▶ _Required action_:
Your job is to set down the stretch of entries that opens with the line containing "small demo collection." and closes with the line containing "let storage = Storage::new(&data_dir);". Keep both end lines, copy each exactly, and add nothing.

[[ Material for this exercise open ]]

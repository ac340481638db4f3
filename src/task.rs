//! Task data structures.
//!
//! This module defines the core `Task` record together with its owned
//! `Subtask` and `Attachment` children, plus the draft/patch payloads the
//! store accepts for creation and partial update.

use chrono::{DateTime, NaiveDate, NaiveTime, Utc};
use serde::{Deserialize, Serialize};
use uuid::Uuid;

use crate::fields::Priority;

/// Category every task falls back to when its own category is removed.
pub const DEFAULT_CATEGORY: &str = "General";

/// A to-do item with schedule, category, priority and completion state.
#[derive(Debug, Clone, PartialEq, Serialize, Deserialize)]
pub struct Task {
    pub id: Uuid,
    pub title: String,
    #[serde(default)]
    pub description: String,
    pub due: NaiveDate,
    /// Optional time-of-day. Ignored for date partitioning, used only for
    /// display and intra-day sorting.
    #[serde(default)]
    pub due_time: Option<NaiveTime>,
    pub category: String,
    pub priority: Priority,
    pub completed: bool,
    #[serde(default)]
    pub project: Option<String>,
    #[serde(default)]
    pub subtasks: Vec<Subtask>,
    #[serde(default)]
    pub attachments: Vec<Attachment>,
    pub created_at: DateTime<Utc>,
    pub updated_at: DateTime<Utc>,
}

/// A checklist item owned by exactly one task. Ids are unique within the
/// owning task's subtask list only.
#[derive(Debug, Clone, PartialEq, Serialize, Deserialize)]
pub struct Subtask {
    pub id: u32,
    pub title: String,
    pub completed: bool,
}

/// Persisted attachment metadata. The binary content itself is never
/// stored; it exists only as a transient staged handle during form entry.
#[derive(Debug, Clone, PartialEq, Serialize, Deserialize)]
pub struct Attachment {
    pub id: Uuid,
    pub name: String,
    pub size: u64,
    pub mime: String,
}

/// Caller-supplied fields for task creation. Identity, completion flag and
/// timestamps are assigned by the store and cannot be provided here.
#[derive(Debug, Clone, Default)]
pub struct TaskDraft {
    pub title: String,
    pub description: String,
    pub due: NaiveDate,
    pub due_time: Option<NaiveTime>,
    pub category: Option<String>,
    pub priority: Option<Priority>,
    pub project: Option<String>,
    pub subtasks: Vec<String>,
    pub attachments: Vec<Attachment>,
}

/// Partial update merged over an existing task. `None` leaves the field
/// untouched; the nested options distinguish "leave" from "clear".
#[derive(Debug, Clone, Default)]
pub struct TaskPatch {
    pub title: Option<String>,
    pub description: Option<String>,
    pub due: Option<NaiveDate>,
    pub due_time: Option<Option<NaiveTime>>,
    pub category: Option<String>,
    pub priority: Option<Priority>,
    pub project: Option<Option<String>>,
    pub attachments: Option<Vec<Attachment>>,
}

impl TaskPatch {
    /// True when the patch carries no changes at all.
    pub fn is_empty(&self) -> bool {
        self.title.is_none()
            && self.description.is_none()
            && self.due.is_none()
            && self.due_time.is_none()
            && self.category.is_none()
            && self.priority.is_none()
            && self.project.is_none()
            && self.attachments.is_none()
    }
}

[[ Material for this exercise closed ]]
[[ Material for this exercise open ]]

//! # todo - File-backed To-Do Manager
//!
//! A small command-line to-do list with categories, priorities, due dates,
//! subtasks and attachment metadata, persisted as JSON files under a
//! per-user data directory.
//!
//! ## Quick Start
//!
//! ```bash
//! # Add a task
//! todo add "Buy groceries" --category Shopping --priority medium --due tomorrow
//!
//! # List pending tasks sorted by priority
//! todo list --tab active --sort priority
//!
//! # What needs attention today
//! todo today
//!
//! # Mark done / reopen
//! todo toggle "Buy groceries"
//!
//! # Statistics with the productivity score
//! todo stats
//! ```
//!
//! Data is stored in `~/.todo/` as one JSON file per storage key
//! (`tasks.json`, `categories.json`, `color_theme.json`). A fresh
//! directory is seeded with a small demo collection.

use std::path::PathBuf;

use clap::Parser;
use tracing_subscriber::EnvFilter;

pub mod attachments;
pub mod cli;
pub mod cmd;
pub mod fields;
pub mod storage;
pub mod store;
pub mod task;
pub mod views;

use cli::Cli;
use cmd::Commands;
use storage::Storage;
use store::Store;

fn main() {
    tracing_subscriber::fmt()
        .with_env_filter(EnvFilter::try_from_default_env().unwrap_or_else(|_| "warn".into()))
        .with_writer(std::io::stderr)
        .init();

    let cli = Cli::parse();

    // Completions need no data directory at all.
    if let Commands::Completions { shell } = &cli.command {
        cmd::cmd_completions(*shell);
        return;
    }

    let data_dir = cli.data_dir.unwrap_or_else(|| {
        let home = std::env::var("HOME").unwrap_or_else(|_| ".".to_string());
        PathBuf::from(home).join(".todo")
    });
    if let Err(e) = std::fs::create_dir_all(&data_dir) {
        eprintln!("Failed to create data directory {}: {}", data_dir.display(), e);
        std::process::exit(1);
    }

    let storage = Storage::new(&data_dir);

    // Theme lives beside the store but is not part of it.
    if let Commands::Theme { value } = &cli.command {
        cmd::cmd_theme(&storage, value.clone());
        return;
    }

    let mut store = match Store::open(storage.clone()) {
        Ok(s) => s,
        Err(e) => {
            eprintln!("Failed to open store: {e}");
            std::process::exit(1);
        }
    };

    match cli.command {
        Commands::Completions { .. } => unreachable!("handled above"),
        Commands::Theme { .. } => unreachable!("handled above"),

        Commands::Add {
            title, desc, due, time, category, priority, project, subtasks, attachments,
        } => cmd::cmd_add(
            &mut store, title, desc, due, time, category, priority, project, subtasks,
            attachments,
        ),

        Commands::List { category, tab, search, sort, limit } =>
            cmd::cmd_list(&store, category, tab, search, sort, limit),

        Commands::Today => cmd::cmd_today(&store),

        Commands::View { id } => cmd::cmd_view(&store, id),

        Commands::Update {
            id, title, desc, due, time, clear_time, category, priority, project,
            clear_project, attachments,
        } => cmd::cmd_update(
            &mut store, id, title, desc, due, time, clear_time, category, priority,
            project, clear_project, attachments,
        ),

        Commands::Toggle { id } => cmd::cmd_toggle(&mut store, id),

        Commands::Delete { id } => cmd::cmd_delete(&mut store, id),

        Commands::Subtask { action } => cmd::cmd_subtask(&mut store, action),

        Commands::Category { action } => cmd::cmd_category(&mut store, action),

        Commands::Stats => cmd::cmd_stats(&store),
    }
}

[[ Material for this exercise closed ]]

▶ _Response to the task_:
//! directory is seeded with a small demo collection.

use std::path::PathBuf;

use clap::Parser;
use tracing_subscriber::EnvFilter;

pub mod attachments;
pub mod cli;
pub mod cmd;
pub mod fields;
pub mod storage;
pub mod store;
pub mod task;
pub mod views;

use cli::Cli;
use cmd::Commands;
use storage::Storage;
use store::Store;

fn main() {
    tracing_subscriber::fmt()
        .with_env_filter(EnvFilter::try_from_default_env().unwrap_or_else(|_| "warn".into()))
        .with_writer(std::io::stderr)
        .init();

    let cli = Cli::parse();

    // Completions need no data directory at all.
    if let Commands::Completions { shell } = &cli.command {
        cmd::cmd_completions(*shell);
        return;
    }

    let data_dir = cli.data_dir.unwrap_or_else(|| {
        let home = std::env::var("HOME").unwrap_or_else(|_| ".".to_string());
        PathBuf::from(home).join(".todo")
    });
    if let Err(e) = std::fs::create_dir_all(&data_dir) {
        eprintln!("Failed to create data directory {}: {}", data_dir.display(), e);
        std::process::exit(1);
    }

    let storage = Storage::new(&data_dir);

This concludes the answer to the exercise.